WASHINGTON: This week, astronauts will take off from American soil for the first time since 2011, riding aboard a SpaceX capsule in a historic test flight to the International Space Station.
As per details, On May 27 at 4:33 pm EDT (2033 GMT), veteran NASA astronauts Bob Behnken and Doug Hurley will launch as co-commanders on SpaceX’s Crew Dragon vehicle, which will lift off on a Falcon 9 rocket from NASA’s Kennedy Space Center in Florida.
The mission, known as Demo-2, will fly the astronauts to the International Space Station.

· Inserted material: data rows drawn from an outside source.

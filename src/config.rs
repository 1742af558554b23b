use std::{str::FromStr, time::Duration};
use tracing::warn;

use crate::orchestrator::VariationRotation;
use crate::pricing::PriceSchedule;
use crate::validator::DEFAULT_USABLE_CONFIDENCE;

pub const DEMO_KEY: &str = "DEMO_KEY";

#[derive(Debug, Clone)]
pub struct GeminiConfig {
    pub api_key: String,
    pub base_url: String,
    pub image_model: String,
    pub text_model: String,
    pub timeout: Duration,
}

#[derive(Debug, Clone)]
pub struct PipelineSettings {
    pub usable_confidence: f64,
    pub max_variations: usize,
    pub rotation: VariationRotation,
    pub pricing: PriceSchedule,
}

impl Default for PipelineSettings {
    fn default() -> Self {
        Self {
            usable_confidence: DEFAULT_USABLE_CONFIDENCE,
            max_variations: 3,
            rotation: VariationRotation::default(),
            pricing: PriceSchedule::default(),
        }
    }
}

#[derive(Debug, Clone)]
pub struct AppConfig {
    pub port: u16,
    pub gemini: GeminiConfig,
    pub pipeline: PipelineSettings,
}

impl AppConfig {
    pub fn from_env() -> Self {
        Self::from_lookup(|key| std::env::var(key).ok())
    }

    pub fn from_lookup(lookup: impl Fn(&str) -> Option<String>) -> Self {
        let string = |key: &str, default: &str| lookup(key).unwrap_or_else(|| default.to_string());
        let defaults = PipelineSettings::default();

        let rotation = match lookup("NAIL_VARIATION_ROTATION") {
            Some(raw) => match serde_json::from_str::<VariationRotation>(&raw) {
                Ok(rotation) if !rotation.is_empty() => rotation,
                Ok(_) => {
                    warn!("NAIL_VARIATION_ROTATION is empty, using the default rotation");
                    defaults.rotation.clone()
                }
                Err(e) => {
                    warn!("Ignoring invalid NAIL_VARIATION_ROTATION: {}", e);
                    defaults.rotation.clone()
                }
            },
            None => defaults.rotation.clone(),
        };

        let usable_confidence = parsed(&lookup, "NAIL_USABLE_CONFIDENCE", defaults.usable_confidence);
        let usable_confidence = if (0.0..=1.0).contains(&usable_confidence) {
            usable_confidence
        } else {
            warn!("NAIL_USABLE_CONFIDENCE must be within [0, 1], using {}", DEFAULT_USABLE_CONFIDENCE);
            DEFAULT_USABLE_CONFIDENCE
        };

        Self {
            port: parsed(&lookup, "PORT", 8080),
            gemini: GeminiConfig {
                api_key: string("GEMINI_API_KEY", DEMO_KEY),
                base_url: string("GEMINI_API_BASE", "https://generativelanguage.googleapis.com/v1beta"),
                image_model: string("GEMINI_IMAGE_MODEL", "gemini-2.5-flash-image-preview"),
                text_model: string("GEMINI_TEXT_MODEL", "gemini-2.5-flash"),
                timeout: Duration::from_secs(parsed(&lookup, "GEMINI_TIMEOUT_SECS", 60)),
            },
            pipeline: PipelineSettings {
                usable_confidence,
                max_variations: parsed(&lookup, "NAIL_MAX_VARIATIONS", defaults.max_variations),
                rotation,
                pricing: PriceSchedule {
                    base_price: parsed(&lookup, "NAIL_BASE_PRICE", defaults.pricing.base_price),
                    element_fee: parsed(&lookup, "NAIL_ELEMENT_FEE", defaults.pricing.element_fee),
                    currency: string("NAIL_CURRENCY", &defaults.pricing.currency),
                },
            },
        }
    }
}

fn parsed<T: FromStr>(lookup: &impl Fn(&str) -> Option<String>, key: &str, default: T) -> T {
    match lookup(key) {
        Some(raw) => raw.trim().parse().unwrap_or_else(|_| {
            warn!("Ignoring invalid value for {}: {:?}", key, raw);
            default
        }),
        None => default,
    }
}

They are scheduled to arrive at the space station on May 28 and could stay in space anywhere from one to four months.
Demo-2 will be the first crewed launch to orbit from American soil since NASA’s shuttle program ended in 2011. In fact, Hurley was on the crew for both that final shuttle mission (STS-135) and the upcoming mission.

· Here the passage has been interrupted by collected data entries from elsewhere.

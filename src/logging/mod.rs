//! Structured logging setup using tracing
//!
//! Console output is always on; rotating file output is optional. Logs
//! are the primary user-visible failure surface of the worker, so sweep
//! jobs attach `visit_id` and operation fields to everything they emit.

use crate::config::LoggingConfig;
use crate::domain::{GarudaError, Result};
use tracing_appender::non_blocking::WorkerGuard;
use tracing_appender::rolling::{RollingFileAppender, Rotation};
use tracing_subscriber::layer::SubscriberExt;
use tracing_subscriber::util::SubscriberInitExt;
use tracing_subscriber::{EnvFilter, Layer};

/// Guard that must be kept alive for the duration of the program to
/// ensure file logs are flushed.
pub struct LoggingGuard {
    _file_guard: Option<WorkerGuard>,
}

/// Initialize the logging system.
///
/// # Arguments
///
/// * `log_level` - Level name (trace, debug, info, warn, error)
/// * `config` - Logging configuration
///
/// # Errors
///
/// Returns an error if the level is unknown, the log directory cannot be
/// created or a global subscriber is already set.
pub fn init_logging(log_level: &str, config: &LoggingConfig) -> Result<LoggingGuard> {
    let valid_levels = ["trace", "debug", "info", "warn", "error"];
    if !valid_levels.contains(&log_level) {
        return Err(GarudaError::Configuration(format!(
            "Invalid log level: {log_level}"
        )));
    }

    let env_filter = EnvFilter::try_from_default_env()
        .unwrap_or_else(|_| EnvFilter::new(format!("garuda={log_level}")));

    let console_layer = tracing_subscriber::fmt::layer()
        .with_target(true)
        .with_filter(env_filter);

    let mut layers = vec![console_layer.boxed()];

    let file_guard = if config.local_enabled {
        std::fs::create_dir_all(&config.local_path).map_err(|e| {
            GarudaError::Configuration(format!(
                "Failed to create log directory {}: {e}",
                config.local_path
            ))
        })?;

        let rotation = match config.local_rotation.as_str() {
            "hourly" => Rotation::HOURLY,
            _ => Rotation::DAILY,
        };
        let appender = RollingFileAppender::new(rotation, &config.local_path, "garuda.log");
        let (non_blocking, guard) = tracing_appender::non_blocking(appender);

        let file_filter = EnvFilter::new(format!("garuda={log_level}"));
        let file_layer = tracing_subscriber::fmt::layer()
            .json()
            .with_writer(non_blocking)
            .with_filter(file_filter);
        layers.push(file_layer.boxed());
        Some(guard)
    } else {
        None
    };

    tracing_subscriber::registry()
        .with(layers)
        .try_init()
        .map_err(|e| GarudaError::Configuration(format!("Failed to set subscriber: {e}")))?;

    Ok(LoggingGuard {
        _file_guard: file_guard,
    })
}

#[cfg(test)]
mod tests {
    use super::*;

    #[test]
    fn test_invalid_level_rejected() {
        let config = LoggingConfig::default();
        let result = init_logging("loud", &config);
        assert!(result.is_err());
    }
}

US President Donald Trump will be among the spectators at Kennedy Space Center in Florida to witness the launch, which has been given the green light despite months of lockdown due to the COVID-19 epidemic.
The general public, in a nod to COVID-19 restrictions, has been instructed to watch via a livestream as Crew Dragon is launched by a Falcon 9 rocket toward the International Space Station.
NASA’s Commercial Crew program, aimed at developing private spacecraft to transport American astronauts in to space, began under Barack Obama.
In the 22 years since the first components of the ISS were launched, only spacecraft developed by NASA and by the Russian space agency have carried crews there.
NASA used the illustrious shuttle program – huge, extremely complex, winged ships that carried dozens of astronauts into space for three decades.
However, their staggering cost – $200 billion for 135 flights – and two fatal accidents finally put an end to the program.